● Task brief: Match the string "real" against each line below, and copy every line that matches.
-- Records provided follows --
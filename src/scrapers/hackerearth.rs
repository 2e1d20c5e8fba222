//! HackerEarth hackathon challenge adapter.
//!
//! HackerEarth embeds schema.org JSON-LD on its challenge listing, which
//! is the most stable thing on the page and therefore the primary
//! strategy. Fallbacks: the challenge-card markup, then generic link
//! harvesting over `/challenges/` URLs.
//!
//! Nearly every HackerEarth hackathon is virtual; cards that carry no
//! location resolve to `"Online"` through the shared location default.

use async_trait::async_trait;
use scraper::{Html, Selector};
use tracing::{info, instrument, warn};
use url::Url;

use crate::error::IngestError;
use crate::fetcher::Fetcher;
use crate::models::{CandidateRecord, Source};
use crate::normalize::clean_text;
use crate::scrapers::{
    event_from_jsonld, finalize_candidates, harvest_links, jsonld_events, RawEvent,
    SourceAdapter,
};

const BASE_URL: &str = "https://www.hackerearth.com";
const LISTING_PATH: &str = "/challenges/hackathon/";
const HARVEST_CAP: usize = 20;

pub struct HackerEarthAdapter;

#[async_trait]
impl SourceAdapter for HackerEarthAdapter {
    fn source(&self) -> Source {
        Source::HackerEarth
    }

    fn base_url(&self) -> &'static str {
        BASE_URL
    }

    fn required_paths(&self) -> Vec<String> {
        vec![LISTING_PATH.to_string()]
    }

    #[instrument(level = "info", skip_all)]
    async fn scrape(&self, fetcher: &Fetcher) -> Result<Vec<CandidateRecord>, IngestError> {
        let listing_url = format!("{BASE_URL}{LISTING_PATH}");
        let body = fetcher.fetch(self.source(), &listing_url).await?;

        let mut raws: Vec<RawEvent> = jsonld_events(&body)
            .iter()
            .filter_map(event_from_jsonld)
            .collect();
        if raws.is_empty() {
            raws = parse_challenge_cards(&body);
        }
        if raws.is_empty() {
            warn!("HackerEarth card markup yielded nothing; harvesting links");
            raws = harvest_links(&body, BASE_URL, "/challenges/", HARVEST_CAP);
        }

        info!(count = raws.len(), "Extracted raw HackerEarth events");
        let candidates = finalize_candidates(raws, self.source());
        info!(count = candidates.len(), "HackerEarth scrape complete");
        Ok(candidates)
    }
}

/// The challenge cards on the hackathon listing.
fn parse_challenge_cards(html: &str) -> Vec<RawEvent> {
    let document = Html::parse_document(html);
    let card_sel = Selector::parse("div.challenge-card-modern").expect("valid selector");
    let link_sel = Selector::parse("a.challenge-card-wrapper").expect("valid selector");
    let title_sel = Selector::parse("span.challenge-list-title").expect("valid selector");
    let date_sel = Selector::parse(".challenge-card-wrapper .date").expect("valid selector");

    let mut raws = Vec::new();
    for card in document.select(&card_sel) {
        let title = card
            .select(&title_sel)
            .next()
            .map(|e| clean_text(&e.text().collect::<String>()));
        let Some(title) = title.filter(|t| !t.is_empty()) else {
            warn!("HackerEarth card without a title; skipping");
            continue;
        };

        let url = card
            .select(&link_sel)
            .next()
            .and_then(|a| a.value().attr("href"))
            .and_then(|href| {
                if href.starts_with("http") {
                    Some(href.to_string())
                } else {
                    Url::parse(BASE_URL)
                        .ok()?
                        .join(href)
                        .ok()
                        .map(|u| u.to_string())
                }
            });

        raws.push(RawEvent {
            title,
            date_text: card
                .select(&date_sel)
                .next()
                .map(|e| clean_text(&e.text().collect::<String>())),
            url,
            ..RawEvent::default()
        });
    }
    raws
}

#[cfg(test)]
mod tests {
    use super::*;

    const JSONLD_FIXTURE: &str = r#"
        <html><head>
        <script type="application/ld+json">
        [{"@type":"Event","name":"Climate Tech Hackathon",
          "startDate":"2026-11-07","endDate":"2026-11-09",
          "location":{"@type":"VirtualLocation","url":"https://www.hackerearth.com/challenges/hackathon/climate-tech/"},
          "url":"https://www.hackerearth.com/challenges/hackathon/climate-tech/"}]
        </script>
        </head><body></body></html>
    "#;

    const CARDS_FIXTURE: &str = r#"
        <div class="challenge-card-modern">
            <a class="challenge-card-wrapper" href="/challenges/hackathon/climate-tech/">
                <span class="challenge-list-title">Climate Tech Hackathon</span>
                <div class="date">Nov 7 - 9, 2026</div>
            </a>
        </div>
        <div class="challenge-card-modern">
            <a class="challenge-card-wrapper" href="/challenges/hackathon/untitled/"></a>
        </div>
    "#;

    #[test]
    fn test_jsonld_strategy_wins_when_present() {
        let events = jsonld_events(JSONLD_FIXTURE);
        assert_eq!(events.len(), 1);
        let raw = event_from_jsonld(&events[0]).unwrap();
        assert_eq!(raw.title, "Climate Tech Hackathon");
        assert_eq!(raw.location_text.as_deref(), Some("Online"));
    }

    #[test]
    fn test_parse_challenge_cards() {
        let raws = parse_challenge_cards(CARDS_FIXTURE);
        assert_eq!(raws.len(), 1);
        assert_eq!(raws[0].title, "Climate Tech Hackathon");
        assert_eq!(
            raws[0].url.as_deref(),
            Some("https://www.hackerearth.com/challenges/hackathon/climate-tech/")
        );
        assert_eq!(raws[0].date_text.as_deref(), Some("Nov 7 - 9, 2026"));
    }

    #[test]
    fn test_cards_without_location_default_to_online() {
        let raws = parse_challenge_cards(CARDS_FIXTURE);
        let candidates = finalize_candidates(raws, Source::HackerEarth);
        assert_eq!(candidates.len(), 1);
        assert_eq!(candidates[0].location, "Online");
        assert!(candidates[0].is_online);
        assert_eq!(
            candidates[0].website_url.as_deref(),
            Some("https://hackerearth.com/challenges/hackathon/climate-tech")
        );
    }
}
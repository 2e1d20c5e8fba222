//! Duplicate detection and merging across sources.
//!
//! The same real-world event routinely shows up on two listing sites with
//! different formatting ("AI Hack 2026" on one, "AI Hackathon 2026" on the
//! other). This module decides which records describe one event and
//! collapses them before the store ever sees a twin.
//!
//! Pipeline per pass: fingerprint equality as a cheap exact-duplicate
//! prefilter, then a weighted pairwise similarity score in [0, 1], then
//! greedy single-pass grouping at a threshold (default 0.85), then a
//! priority-ranked field merge per group.
//!
//! The weights and threshold are tuned heuristics, not derived from a
//! labeled dataset; treat them as knobs.

use chrono::{DateTime, Utc};
use sha2::{Digest, Sha256};
use strsim::normalized_levenshtein;

use crate::models::CandidateRecord;
use crate::normalize::normalize_key;

/// Weight of title edit-distance similarity.
pub const TITLE_WEIGHT: f64 = 0.4;
/// Weight of start-date proximity.
pub const START_WEIGHT: f64 = 0.3;
/// Weight of location edit-distance similarity.
pub const LOCATION_WEIGHT: f64 = 0.2;
/// Weight of the online/offline flag agreement.
pub const ONLINE_WEIGHT: f64 = 0.1;

/// Default similarity threshold above which two records are duplicates.
pub const DEFAULT_THRESHOLD: f64 = 0.85;

/// Start dates within this many days of each other earn half credit.
const START_NEAR_DAYS: i64 = 3;

/// Deterministic hash over a record's semantically meaningful fields.
/// Recomputed on demand, never stored.
#[derive(Debug, Clone, PartialEq, Eq, Hash)]
pub struct ContentFingerprint(String);

impl ContentFingerprint {
    pub fn as_str(&self) -> &str {
        &self.0
    }
}

impl std::fmt::Display for ContentFingerprint {
    fn fmt(&self, f: &mut std::fmt::Formatter<'_>) -> std::fmt::Result {
        f.write_str(&self.0)
    }
}

/// Fingerprint a record. Returns `None` for malformed records (empty
/// title or location), which are excluded from duplicate detection
/// entirely rather than crashing the pass.
pub fn fingerprint(record: &CandidateRecord) -> Option<ContentFingerprint> {
    let title = normalize_key(&record.title);
    let location = normalize_key(&record.location);
    if title.is_empty() || location.is_empty() {
        return None;
    }
    let mut hasher = Sha256::new();
    hasher.update(title.as_bytes());
    hasher.update(b"\n");
    hasher.update(record.starts_at.to_rfc3339().as_bytes());
    hasher.update(b"\n");
    hasher.update(record.ends_at.to_rfc3339().as_bytes());
    hasher.update(b"\n");
    hasher.update(location.as_bytes());
    hasher.update(b"\n");
    hasher.update(if record.is_online { b"1" } else { b"0" });
    Some(ContentFingerprint(hex::encode(hasher.finalize())))
}

fn start_date_score(a: DateTime<Utc>, b: DateTime<Utc>) -> f64 {
    if a == b {
        1.0
    } else if (a - b).num_days().abs() <= START_NEAR_DAYS {
        0.5
    } else {
        0.0
    }
}

/// Weighted similarity score in [0, 1]. Pure and symmetric.
///
/// Malformed records (empty title or location) never match anything and
/// score 0 against every record. Two online events earn full location
/// credit regardless of the exact wording ("Online" vs "Virtual" describe
/// the same place).
pub fn similarity(a: &CandidateRecord, b: &CandidateRecord) -> f64 {
    let title_a = normalize_key(&a.title);
    let title_b = normalize_key(&b.title);
    let loc_a = normalize_key(&a.location);
    let loc_b = normalize_key(&b.location);
    if title_a.is_empty() || title_b.is_empty() || loc_a.is_empty() || loc_b.is_empty() {
        return 0.0;
    }

    let title_score = normalized_levenshtein(&title_a, &title_b);
    let start_score = start_date_score(a.starts_at, b.starts_at);
    let location_score = if a.is_online && b.is_online {
        1.0
    } else {
        normalized_levenshtein(&loc_a, &loc_b)
    };
    let online_score = if a.is_online == b.is_online { 1.0 } else { 0.0 };

    TITLE_WEIGHT * title_score
        + START_WEIGHT * start_score
        + LOCATION_WEIGHT * location_score
        + ONLINE_WEIGHT * online_score
}

/// A cluster of records judged to describe the same real-world event.
/// Indices point into the slice handed to [`find_duplicate_groups`];
/// the group only lives for one deduplication pass.
#[derive(Debug, Clone)]
pub struct DuplicateGroup {
    /// Index of the record the greedy scan anchored the group on.
    pub primary: usize,
    /// All member indices, `primary` first.
    pub members: Vec<usize>,
}

/// Group duplicate records. Single-pass and greedy: walk the slice in
/// order, skip records already assigned, and collect every later
/// unassigned record scoring at or above `threshold` against the anchor.
/// Equal fingerprints short-circuit the similarity computation.
///
/// Only groups with at least two members are returned; unique records are
/// simply absent.
pub fn find_duplicate_groups(
    records: &[CandidateRecord],
    threshold: f64,
) -> Vec<DuplicateGroup> {
    let fingerprints: Vec<_> = records.iter().map(fingerprint).collect();
    let mut assigned = vec![false; records.len()];
    let mut groups = Vec::new();

    for i in 0..records.len() {
        if assigned[i] {
            continue;
        }
        assigned[i] = true;
        let mut members = vec![i];

        for j in (i + 1)..records.len() {
            if assigned[j] {
                continue;
            }
            let exact = match (&fingerprints[i], &fingerprints[j]) {
                (Some(a), Some(b)) => a == b,
                _ => false,
            };
            if exact || similarity(&records[i], &records[j]) >= threshold {
                assigned[j] = true;
                members.push(j);
            }
        }

        if members.len() > 1 {
            groups.push(DuplicateGroup {
                primary: i,
                members,
            });
        }
    }

    groups
}

/// Merge a duplicate group into one authoritative record.
///
/// The base is the member from the highest-priority source (the fixed
/// source ranking, not the greedy primary). On top of the base: the
/// longest non-empty description in the group, the earliest registration
/// deadline, and any present registration/website URL fills a base gap.
/// Every other field stays the base's.
pub fn merge_group(records: &[CandidateRecord], group: &DuplicateGroup) -> CandidateRecord {
    let base_idx = group
        .members
        .iter()
        .copied()
        .min_by_key(|&i| records[i].source.priority())
        .unwrap_or(group.primary);
    let mut merged = records[base_idx].clone();

    for &i in &group.members {
        let other = &records[i];

        if let Some(desc) = &other.description {
            let longer = match &merged.description {
                Some(current) => desc.chars().count() > current.chars().count(),
                None => !desc.is_empty(),
            };
            if longer && !desc.is_empty() {
                merged.description = Some(desc.clone());
            }
        }

        if let Some(deadline) = other.registration_deadline {
            merged.registration_deadline = Some(match merged.registration_deadline {
                Some(current) => current.min(deadline),
                None => deadline,
            });
        }

        if merged.registration_url.is_none() {
            merged.registration_url = other.registration_url.clone();
        }
        if merged.website_url.is_none() {
            merged.website_url = other.website_url.clone();
        }
    }

    merged
}

#[cfg(test)]
mod tests {
    use super::*;
    use crate::models::Source;
    use chrono::TimeZone;

    fn mk(title: &str, day: u32, location: &str, source: Source) -> CandidateRecord {
        let online = crate::normalize::is_online_location(location);
        CandidateRecord {
            title: title.to_string(),
            description: None,
            starts_at: Utc.with_ymd_and_hms(2024, 10, day, 0, 0, 0).unwrap(),
            ends_at: Utc.with_ymd_and_hms(2024, 10, day + 2, 0, 0, 0).unwrap(),
            registration_deadline: None,
            location: location.to_string(),
            is_online: online,
            website_url: None,
            registration_url: None,
            source,
            dates_synthesized: false,
        }
    }

    #[test]
    fn test_fingerprint_is_deterministic() {
        let r = mk("AI Hack 2024", 15, "Online", Source::Devpost);
        assert_eq!(fingerprint(&r), fingerprint(&r));
    }

    #[test]
    fn test_fingerprint_changes_with_semantic_fields() {
        let base = mk("AI Hack 2024", 15, "Online", Source::Devpost);
        let fp = fingerprint(&base).unwrap();

        let mut other = base.clone();
        other.title = "Web3 Summit".to_string();
        assert_ne!(fp, fingerprint(&other).unwrap());

        let mut other = base.clone();
        other.starts_at = Utc.with_ymd_and_hms(2024, 10, 16, 0, 0, 0).unwrap();
        assert_ne!(fp, fingerprint(&other).unwrap());

        let mut other = base.clone();
        other.location = "Berlin".to_string();
        assert_ne!(fp, fingerprint(&other).unwrap());

        let mut other = base.clone();
        other.is_online = false;
        assert_ne!(fp, fingerprint(&other).unwrap());
    }

    #[test]
    fn test_fingerprint_ignores_case_and_spacing() {
        let a = mk("AI  Hack   2024", 15, "ONLINE", Source::Devpost);
        let b = mk("ai hack 2024", 15, "online", Source::Mlh);
        assert_eq!(fingerprint(&a), fingerprint(&b));
    }

    #[test]
    fn test_malformed_record_has_no_fingerprint() {
        let mut r = mk("AI Hack", 15, "Online", Source::Devpost);
        r.title = "  ".to_string();
        assert!(fingerprint(&r).is_none());
    }

    #[test]
    fn test_similarity_is_symmetric() {
        let a = mk("AI Hack 2024", 15, "Online", Source::Devpost);
        let b = mk("AI Hackathon 2024", 16, "Virtual", Source::Mlh);
        assert_eq!(similarity(&a, &b), similarity(&b, &a));
    }

    #[test]
    fn test_identical_records_score_one() {
        let a = mk("AI Hack 2024", 15, "Online", Source::Devpost);
        let score = similarity(&a, &a.clone());
        assert!((score - 1.0).abs() < 1e-9);
    }

    #[test]
    fn test_cross_source_variants_group_at_default_threshold() {
        // Same event, reformatted by two sources.
        let a = mk("AI Hack 2024", 15, "Online", Source::Devpost);
        let b = mk("AI Hackathon 2024", 15, "Virtual", Source::Mlh);
        assert!(similarity(&a, &b) >= DEFAULT_THRESHOLD);

        let groups = find_duplicate_groups(&[a, b], DEFAULT_THRESHOLD);
        assert_eq!(groups.len(), 1);
        assert_eq!(groups[0].members, vec![0, 1]);
    }

    #[test]
    fn test_unrelated_events_do_not_group() {
        let a = mk("AI Hack 2024", 15, "Online", Source::Devpost);
        let b = mk("Quantum Chemistry Jam", 3, "Berlin, Germany", Source::Mlh);
        assert!(find_duplicate_groups(&[a, b], DEFAULT_THRESHOLD).is_empty());
    }

    #[test]
    fn test_greedy_grouping_collects_all_copies() {
        let a = mk("Space Apps Challenge", 15, "Online", Source::Devpost);
        let b = mk("Space Apps Challenge", 15, "Virtual", Source::Mlh);
        let c = mk("Space Apps Challenge", 15, "Online", Source::HackerEarth);
        let d = mk("Winter Robotics Cup", 1, "Oslo, Norway", Source::Mlh);
        let groups = find_duplicate_groups(&[a, b, c, d], DEFAULT_THRESHOLD);
        assert_eq!(groups.len(), 1);
        assert_eq!(groups[0].primary, 0);
        assert_eq!(groups[0].members, vec![0, 1, 2]);
    }

    #[test]
    fn test_malformed_record_never_groups() {
        let a = mk("AI Hack 2024", 15, "Online", Source::Devpost);
        let mut b = mk("AI Hack 2024", 15, "Online", Source::Mlh);
        b.location = String::new();
        assert_eq!(similarity(&a, &b), 0.0);
        assert!(find_duplicate_groups(&[a, b], DEFAULT_THRESHOLD).is_empty());
    }

    #[test]
    fn test_merge_prefers_higher_priority_source_as_base() {
        // The greedy primary is the HackerEarth record, but Devpost
        // outranks it, so the Devpost record is the surviving base.
        let a = mk("AI Hack 2024", 15, "Online", Source::HackerEarth);
        let b = mk("AI Hackathon 2024", 15, "Virtual", Source::Devpost);
        let records = vec![a, b];
        let groups = find_duplicate_groups(&records, DEFAULT_THRESHOLD);
        assert_eq!(groups[0].primary, 0);
        let merged = merge_group(&records, &groups[0]);
        assert_eq!(merged.source, Source::Devpost);
        assert_eq!(merged.title, "AI Hackathon 2024");
    }

    #[test]
    fn test_merge_takes_longest_description_and_earliest_deadline() {
        let mut a = mk("AI Hack 2024", 15, "Online", Source::Devpost);
        a.description = Some("short".to_string());
        a.registration_deadline = Some(Utc.with_ymd_and_hms(2024, 10, 10, 0, 0, 0).unwrap());
        let mut b = mk("AI Hackathon 2024", 15, "Virtual", Source::Mlh);
        b.description = Some("a much longer description of the event".to_string());
        b.registration_deadline = Some(Utc.with_ymd_and_hms(2024, 10, 5, 0, 0, 0).unwrap());
        b.registration_url = Some("https://mlh.io/register/ai-hackathon".to_string());

        let records = vec![a, b];
        let groups = find_duplicate_groups(&records, DEFAULT_THRESHOLD);
        assert_eq!(groups.len(), 1);
        let merged = merge_group(&records, &groups[0]);

        // Devpost outranks MLH, so its record is the base...
        assert_eq!(merged.source, Source::Devpost);
        assert_eq!(merged.title, "AI Hack 2024");
        // ...but the richer fields win from wherever they came.
        assert_eq!(
            merged.description.as_deref(),
            Some("a much longer description of the event")
        );
        assert_eq!(
            merged.registration_deadline,
            Some(Utc.with_ymd_and_hms(2024, 10, 5, 0, 0, 0).unwrap())
        );
        assert_eq!(
            merged.registration_url.as_deref(),
            Some("https://mlh.io/register/ai-hackathon")
        );
    }

    #[test]
    fn test_exact_fingerprint_match_short_circuits_grouping() {
        let a = mk("Completely Different Wording Somehow", 15, "Online", Source::Devpost);
        let b = mk("completely  different wording SOMEHOW", 15, "online", Source::Mlh);
        // Normalized fields are identical, so the fingerprints match even
        // at an impossible threshold.
        let groups = find_duplicate_groups(&[a, b], 2.0);
        assert_eq!(groups.len(), 1);
    }
}
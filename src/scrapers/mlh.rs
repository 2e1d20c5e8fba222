//! Major League Hacking season-calendar adapter.
//!
//! MLH publishes one calendar page per season with a card per event.
//! The cards are the primary strategy; when that markup drifts, the
//! adapter degrades to generic link harvesting over the same page.
//!
//! Event links point at each hackathon's own site, not at mlh.io, so the
//! harvested URL is the event's canonical home either way.

use async_trait::async_trait;
use scraper::{Html, Selector};
use tracing::{info, instrument, warn};

use crate::error::IngestError;
use crate::fetcher::Fetcher;
use crate::models::{CandidateRecord, Source};
use crate::normalize::clean_text;
use crate::scrapers::{finalize_candidates, harvest_links, RawEvent, SourceAdapter};

const BASE_URL: &str = "https://mlh.io";
/// Season whose calendar we crawl.
const SEASON: &str = "2026";
const HARVEST_CAP: usize = 20;

pub struct MlhAdapter;

fn listing_path() -> String {
    format!("/seasons/{SEASON}/events")
}

#[async_trait]
impl SourceAdapter for MlhAdapter {
    fn source(&self) -> Source {
        Source::Mlh
    }

    fn base_url(&self) -> &'static str {
        BASE_URL
    }

    fn required_paths(&self) -> Vec<String> {
        vec![listing_path()]
    }

    #[instrument(level = "info", skip_all)]
    async fn scrape(&self, fetcher: &Fetcher) -> Result<Vec<CandidateRecord>, IngestError> {
        let listing_url = format!("{BASE_URL}{}", listing_path());
        let body = fetcher.fetch(self.source(), &listing_url).await?;

        let mut raws = parse_event_cards(&body);
        if raws.is_empty() {
            warn!("MLH event-card markup yielded nothing; harvesting links");
            raws = harvest_links(&body, BASE_URL, "event", HARVEST_CAP);
        }

        info!(count = raws.len(), "Extracted raw MLH events");
        let candidates = finalize_candidates(raws, self.source());
        info!(count = candidates.len(), "MLH scrape complete");
        Ok(candidates)
    }
}

/// The per-event cards on a season calendar page.
fn parse_event_cards(html: &str) -> Vec<RawEvent> {
    let document = Html::parse_document(html);
    let card_sel = Selector::parse("div.event").expect("valid selector");
    let link_sel = Selector::parse("a.event-link").expect("valid selector");
    let name_sel = Selector::parse("h3.event-name").expect("valid selector");
    let date_sel = Selector::parse("p.event-date").expect("valid selector");
    let location_sel = Selector::parse("div.event-location").expect("valid selector");
    let format_sel = Selector::parse(".event-hybrid-notes span").expect("valid selector");

    let mut raws = Vec::new();
    for card in document.select(&card_sel) {
        let title = card
            .select(&name_sel)
            .next()
            .map(|e| clean_text(&e.text().collect::<String>()));
        let Some(title) = title.filter(|t| !t.is_empty()) else {
            warn!("MLH event card without a name; skipping");
            continue;
        };

        // "Digital Only" ribbons override the city/state the card shows.
        let format_note = card
            .select(&format_sel)
            .next()
            .map(|e| clean_text(&e.text().collect::<String>()))
            .unwrap_or_default();
        let location_text = if format_note.to_lowercase().contains("digital") {
            Some("Online".to_string())
        } else {
            card.select(&location_sel)
                .next()
                .map(|e| clean_text(&e.text().collect::<String>()))
        };

        raws.push(RawEvent {
            title,
            date_text: card
                .select(&date_sel)
                .next()
                .map(|e| clean_text(&e.text().collect::<String>())),
            location_text,
            url: card
                .select(&link_sel)
                .next()
                .and_then(|a| a.value().attr("href"))
                .map(str::to_string),
            ..RawEvent::default()
        });
    }
    raws
}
-- Records provided concluded --
● Your response:
//! The same real-world event routinely shows up on two listing sites with
/// A cluster of records judged to describe the same real-world event.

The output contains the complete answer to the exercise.